* [Your goal]:
Could you filter the records below and return each line that holds "next"?

- - - - - - -

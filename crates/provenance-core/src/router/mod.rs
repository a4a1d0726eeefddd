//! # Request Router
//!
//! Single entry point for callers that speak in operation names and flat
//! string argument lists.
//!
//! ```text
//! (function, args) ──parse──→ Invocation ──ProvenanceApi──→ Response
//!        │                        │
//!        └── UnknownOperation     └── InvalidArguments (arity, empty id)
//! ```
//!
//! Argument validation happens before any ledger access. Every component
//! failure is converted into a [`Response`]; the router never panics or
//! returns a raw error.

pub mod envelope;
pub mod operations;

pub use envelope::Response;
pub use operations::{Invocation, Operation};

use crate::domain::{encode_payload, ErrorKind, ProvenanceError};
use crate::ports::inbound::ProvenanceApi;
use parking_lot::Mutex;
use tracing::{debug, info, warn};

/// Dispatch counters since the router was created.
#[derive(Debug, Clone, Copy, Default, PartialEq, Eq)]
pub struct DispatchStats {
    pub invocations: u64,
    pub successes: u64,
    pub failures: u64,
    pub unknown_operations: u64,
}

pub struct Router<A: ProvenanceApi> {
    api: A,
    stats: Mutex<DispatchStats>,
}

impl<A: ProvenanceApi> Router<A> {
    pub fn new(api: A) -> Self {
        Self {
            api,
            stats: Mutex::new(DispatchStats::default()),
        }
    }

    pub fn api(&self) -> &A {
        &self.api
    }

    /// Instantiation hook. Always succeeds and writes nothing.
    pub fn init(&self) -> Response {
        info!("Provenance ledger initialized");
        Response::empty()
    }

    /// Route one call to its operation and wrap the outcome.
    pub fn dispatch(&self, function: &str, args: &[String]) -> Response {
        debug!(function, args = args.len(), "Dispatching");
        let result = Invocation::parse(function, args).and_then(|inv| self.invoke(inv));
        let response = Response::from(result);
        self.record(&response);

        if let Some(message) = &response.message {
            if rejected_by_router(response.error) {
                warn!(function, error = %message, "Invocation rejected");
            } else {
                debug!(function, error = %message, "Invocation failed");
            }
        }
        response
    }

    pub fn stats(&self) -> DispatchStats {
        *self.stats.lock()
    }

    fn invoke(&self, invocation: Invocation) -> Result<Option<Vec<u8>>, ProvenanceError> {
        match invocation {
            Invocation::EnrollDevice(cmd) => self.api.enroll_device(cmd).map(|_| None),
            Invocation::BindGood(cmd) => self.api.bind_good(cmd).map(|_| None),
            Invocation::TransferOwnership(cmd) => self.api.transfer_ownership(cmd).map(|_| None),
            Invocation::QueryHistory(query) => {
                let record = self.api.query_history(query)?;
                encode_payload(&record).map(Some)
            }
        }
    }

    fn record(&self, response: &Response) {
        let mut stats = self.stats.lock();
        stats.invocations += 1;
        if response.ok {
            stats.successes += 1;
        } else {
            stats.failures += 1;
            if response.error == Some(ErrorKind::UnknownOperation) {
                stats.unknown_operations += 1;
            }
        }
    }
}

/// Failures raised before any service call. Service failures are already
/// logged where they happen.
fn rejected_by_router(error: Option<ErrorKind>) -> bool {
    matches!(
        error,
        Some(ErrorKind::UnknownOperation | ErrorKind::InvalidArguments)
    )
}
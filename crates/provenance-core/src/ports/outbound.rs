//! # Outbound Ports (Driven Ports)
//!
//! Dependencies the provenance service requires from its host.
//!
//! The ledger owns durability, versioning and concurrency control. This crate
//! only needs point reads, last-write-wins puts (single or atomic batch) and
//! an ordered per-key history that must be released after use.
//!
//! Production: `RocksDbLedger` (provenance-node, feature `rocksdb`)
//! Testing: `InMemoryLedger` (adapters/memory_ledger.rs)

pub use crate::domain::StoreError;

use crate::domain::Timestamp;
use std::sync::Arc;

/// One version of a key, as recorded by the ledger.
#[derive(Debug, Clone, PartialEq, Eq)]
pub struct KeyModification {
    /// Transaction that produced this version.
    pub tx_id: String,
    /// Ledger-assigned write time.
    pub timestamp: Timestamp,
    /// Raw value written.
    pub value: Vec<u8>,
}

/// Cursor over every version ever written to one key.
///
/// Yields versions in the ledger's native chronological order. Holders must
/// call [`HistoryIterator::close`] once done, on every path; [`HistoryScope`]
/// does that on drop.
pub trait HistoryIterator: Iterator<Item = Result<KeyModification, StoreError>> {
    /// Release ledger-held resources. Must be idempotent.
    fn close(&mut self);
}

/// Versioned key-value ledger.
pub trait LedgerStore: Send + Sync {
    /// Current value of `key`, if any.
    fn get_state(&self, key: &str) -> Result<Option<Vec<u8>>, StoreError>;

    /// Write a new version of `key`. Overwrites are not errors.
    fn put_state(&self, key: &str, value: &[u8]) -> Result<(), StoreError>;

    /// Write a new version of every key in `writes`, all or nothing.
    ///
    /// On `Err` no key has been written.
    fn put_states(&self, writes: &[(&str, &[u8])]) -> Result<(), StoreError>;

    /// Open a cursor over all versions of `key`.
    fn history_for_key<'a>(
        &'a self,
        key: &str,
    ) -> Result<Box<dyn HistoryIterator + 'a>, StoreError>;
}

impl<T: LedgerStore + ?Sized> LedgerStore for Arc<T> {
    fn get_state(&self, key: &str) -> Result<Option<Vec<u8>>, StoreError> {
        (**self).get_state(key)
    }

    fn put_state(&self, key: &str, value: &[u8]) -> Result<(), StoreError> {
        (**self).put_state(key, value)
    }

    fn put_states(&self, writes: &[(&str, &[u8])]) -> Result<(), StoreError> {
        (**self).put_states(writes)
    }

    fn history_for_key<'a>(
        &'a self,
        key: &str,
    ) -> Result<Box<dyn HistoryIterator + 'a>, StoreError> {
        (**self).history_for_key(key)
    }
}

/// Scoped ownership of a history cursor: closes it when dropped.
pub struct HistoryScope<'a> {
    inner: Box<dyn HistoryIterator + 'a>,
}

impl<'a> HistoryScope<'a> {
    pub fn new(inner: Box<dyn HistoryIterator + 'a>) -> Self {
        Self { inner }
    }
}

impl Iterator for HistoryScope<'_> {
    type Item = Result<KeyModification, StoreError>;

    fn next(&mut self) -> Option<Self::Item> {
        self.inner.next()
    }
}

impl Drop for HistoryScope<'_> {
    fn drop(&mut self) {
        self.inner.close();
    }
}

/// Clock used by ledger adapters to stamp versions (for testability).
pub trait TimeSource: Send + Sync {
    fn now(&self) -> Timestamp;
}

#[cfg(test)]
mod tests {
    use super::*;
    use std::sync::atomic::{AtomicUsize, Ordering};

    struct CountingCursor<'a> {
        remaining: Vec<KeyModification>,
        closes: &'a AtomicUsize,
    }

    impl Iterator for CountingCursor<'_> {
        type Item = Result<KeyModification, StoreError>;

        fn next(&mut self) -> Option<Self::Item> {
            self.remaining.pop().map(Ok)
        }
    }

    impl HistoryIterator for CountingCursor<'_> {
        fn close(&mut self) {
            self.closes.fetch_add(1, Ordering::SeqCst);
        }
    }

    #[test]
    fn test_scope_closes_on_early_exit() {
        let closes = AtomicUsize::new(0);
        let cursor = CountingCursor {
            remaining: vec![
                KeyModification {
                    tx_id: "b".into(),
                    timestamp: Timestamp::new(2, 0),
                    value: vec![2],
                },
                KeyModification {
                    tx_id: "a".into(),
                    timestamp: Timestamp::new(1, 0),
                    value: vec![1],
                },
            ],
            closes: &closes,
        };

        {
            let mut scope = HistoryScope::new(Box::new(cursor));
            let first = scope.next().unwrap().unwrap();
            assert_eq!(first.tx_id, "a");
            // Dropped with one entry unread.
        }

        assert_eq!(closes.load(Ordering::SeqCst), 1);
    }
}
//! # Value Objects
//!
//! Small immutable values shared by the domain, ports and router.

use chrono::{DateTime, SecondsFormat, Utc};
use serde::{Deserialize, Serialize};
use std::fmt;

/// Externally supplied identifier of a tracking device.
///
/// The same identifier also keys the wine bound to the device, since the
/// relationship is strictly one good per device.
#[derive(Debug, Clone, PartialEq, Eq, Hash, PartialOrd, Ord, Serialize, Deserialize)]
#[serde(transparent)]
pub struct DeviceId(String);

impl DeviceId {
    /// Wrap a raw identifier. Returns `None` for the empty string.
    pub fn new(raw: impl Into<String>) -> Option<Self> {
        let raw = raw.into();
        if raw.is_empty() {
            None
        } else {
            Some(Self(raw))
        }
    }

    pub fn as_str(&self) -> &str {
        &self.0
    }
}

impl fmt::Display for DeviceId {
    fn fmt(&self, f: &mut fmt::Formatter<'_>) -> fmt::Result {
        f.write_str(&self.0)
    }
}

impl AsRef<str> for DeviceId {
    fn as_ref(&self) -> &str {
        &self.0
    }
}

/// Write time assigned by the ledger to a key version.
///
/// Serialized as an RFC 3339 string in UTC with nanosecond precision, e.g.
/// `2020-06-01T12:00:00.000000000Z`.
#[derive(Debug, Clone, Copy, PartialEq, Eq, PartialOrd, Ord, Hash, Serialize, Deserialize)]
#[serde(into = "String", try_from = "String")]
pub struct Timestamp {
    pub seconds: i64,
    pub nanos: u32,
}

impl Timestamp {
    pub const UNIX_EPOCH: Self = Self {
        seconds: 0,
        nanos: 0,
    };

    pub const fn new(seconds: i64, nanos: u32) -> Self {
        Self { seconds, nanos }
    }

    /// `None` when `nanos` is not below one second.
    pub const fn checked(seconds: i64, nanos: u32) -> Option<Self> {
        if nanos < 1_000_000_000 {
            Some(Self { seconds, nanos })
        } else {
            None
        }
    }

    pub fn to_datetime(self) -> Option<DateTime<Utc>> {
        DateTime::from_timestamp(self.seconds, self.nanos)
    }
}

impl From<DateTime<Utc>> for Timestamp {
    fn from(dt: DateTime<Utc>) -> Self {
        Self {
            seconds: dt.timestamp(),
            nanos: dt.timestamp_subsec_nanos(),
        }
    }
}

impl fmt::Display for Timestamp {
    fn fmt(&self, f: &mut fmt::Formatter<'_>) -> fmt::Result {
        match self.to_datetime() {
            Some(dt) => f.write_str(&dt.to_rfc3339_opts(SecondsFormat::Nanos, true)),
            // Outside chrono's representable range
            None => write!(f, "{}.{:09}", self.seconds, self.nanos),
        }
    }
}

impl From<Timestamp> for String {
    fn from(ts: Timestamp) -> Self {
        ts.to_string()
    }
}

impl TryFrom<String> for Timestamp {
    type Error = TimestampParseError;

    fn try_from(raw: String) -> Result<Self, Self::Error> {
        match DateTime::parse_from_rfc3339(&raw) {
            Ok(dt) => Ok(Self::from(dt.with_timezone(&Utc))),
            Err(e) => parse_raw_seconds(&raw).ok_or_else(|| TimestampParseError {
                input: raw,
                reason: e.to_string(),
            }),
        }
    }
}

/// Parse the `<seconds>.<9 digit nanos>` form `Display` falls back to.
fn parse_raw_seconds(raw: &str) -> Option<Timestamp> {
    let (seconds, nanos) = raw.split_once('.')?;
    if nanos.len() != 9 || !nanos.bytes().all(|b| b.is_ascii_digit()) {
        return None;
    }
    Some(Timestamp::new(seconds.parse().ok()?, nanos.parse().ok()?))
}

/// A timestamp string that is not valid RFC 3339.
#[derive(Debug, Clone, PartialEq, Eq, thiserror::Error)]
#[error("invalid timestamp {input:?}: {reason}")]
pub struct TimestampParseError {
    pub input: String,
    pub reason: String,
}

- - - - - - -

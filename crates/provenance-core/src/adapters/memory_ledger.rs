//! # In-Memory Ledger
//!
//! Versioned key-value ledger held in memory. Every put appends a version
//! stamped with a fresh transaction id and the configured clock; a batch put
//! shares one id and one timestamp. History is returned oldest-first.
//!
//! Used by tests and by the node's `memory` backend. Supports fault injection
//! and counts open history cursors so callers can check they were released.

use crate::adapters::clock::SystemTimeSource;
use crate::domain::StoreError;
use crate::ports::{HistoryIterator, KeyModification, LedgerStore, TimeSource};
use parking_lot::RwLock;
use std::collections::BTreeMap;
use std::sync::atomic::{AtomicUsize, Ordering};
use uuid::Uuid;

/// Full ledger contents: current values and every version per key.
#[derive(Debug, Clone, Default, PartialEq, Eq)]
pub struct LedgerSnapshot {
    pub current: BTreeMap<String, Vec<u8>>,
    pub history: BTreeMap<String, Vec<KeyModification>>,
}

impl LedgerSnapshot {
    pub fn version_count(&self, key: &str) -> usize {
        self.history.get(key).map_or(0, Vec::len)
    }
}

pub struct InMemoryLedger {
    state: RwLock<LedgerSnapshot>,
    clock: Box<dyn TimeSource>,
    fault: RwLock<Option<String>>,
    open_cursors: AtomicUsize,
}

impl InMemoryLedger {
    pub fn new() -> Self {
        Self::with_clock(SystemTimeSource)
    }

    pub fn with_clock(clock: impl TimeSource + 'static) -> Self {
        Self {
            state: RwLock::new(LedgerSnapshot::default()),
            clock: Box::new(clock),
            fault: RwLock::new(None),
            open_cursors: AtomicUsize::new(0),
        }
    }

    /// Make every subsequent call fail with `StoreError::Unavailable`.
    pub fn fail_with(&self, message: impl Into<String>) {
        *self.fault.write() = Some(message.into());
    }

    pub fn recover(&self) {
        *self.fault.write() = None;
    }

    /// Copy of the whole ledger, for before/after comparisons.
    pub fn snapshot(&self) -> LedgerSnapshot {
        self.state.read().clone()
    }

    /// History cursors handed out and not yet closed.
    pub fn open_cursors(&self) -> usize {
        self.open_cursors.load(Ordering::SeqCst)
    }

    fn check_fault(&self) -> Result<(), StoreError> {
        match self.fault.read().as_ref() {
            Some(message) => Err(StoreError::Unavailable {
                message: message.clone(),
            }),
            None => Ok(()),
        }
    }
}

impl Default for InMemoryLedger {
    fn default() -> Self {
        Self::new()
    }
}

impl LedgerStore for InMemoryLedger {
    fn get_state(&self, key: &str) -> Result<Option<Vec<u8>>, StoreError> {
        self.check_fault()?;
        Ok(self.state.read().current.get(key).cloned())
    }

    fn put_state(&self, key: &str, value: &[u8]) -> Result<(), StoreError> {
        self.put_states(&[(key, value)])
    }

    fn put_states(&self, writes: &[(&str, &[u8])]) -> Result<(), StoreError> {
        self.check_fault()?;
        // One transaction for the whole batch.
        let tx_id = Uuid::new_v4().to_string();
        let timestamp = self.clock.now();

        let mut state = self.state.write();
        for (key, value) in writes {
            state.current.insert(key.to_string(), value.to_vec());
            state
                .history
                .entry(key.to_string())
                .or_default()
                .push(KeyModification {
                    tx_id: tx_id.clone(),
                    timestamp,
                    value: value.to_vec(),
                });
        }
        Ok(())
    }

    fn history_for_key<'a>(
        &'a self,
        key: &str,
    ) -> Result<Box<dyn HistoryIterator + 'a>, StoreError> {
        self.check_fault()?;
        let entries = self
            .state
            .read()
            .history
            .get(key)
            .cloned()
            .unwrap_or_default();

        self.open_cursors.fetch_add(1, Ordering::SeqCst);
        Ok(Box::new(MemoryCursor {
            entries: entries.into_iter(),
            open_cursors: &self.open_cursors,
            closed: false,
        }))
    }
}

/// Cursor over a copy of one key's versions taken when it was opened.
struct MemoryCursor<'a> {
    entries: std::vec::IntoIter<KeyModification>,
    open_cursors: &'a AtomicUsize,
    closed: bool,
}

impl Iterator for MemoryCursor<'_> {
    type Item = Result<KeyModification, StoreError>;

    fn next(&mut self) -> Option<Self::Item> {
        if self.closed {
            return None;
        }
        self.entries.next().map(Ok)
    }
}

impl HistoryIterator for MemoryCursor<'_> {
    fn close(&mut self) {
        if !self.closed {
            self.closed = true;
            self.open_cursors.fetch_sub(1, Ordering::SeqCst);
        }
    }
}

- - - - - - -

* [Task answer]:
    fn next(&mut self) -> Option<Self::Item> {
        self.inner.next()
        fn next(&mut self) -> Option<Self::Item> {
            let first = scope.next().unwrap().unwrap();
    fn next(&mut self) -> Option<Self::Item> {
        self.entries.next().map(Ok)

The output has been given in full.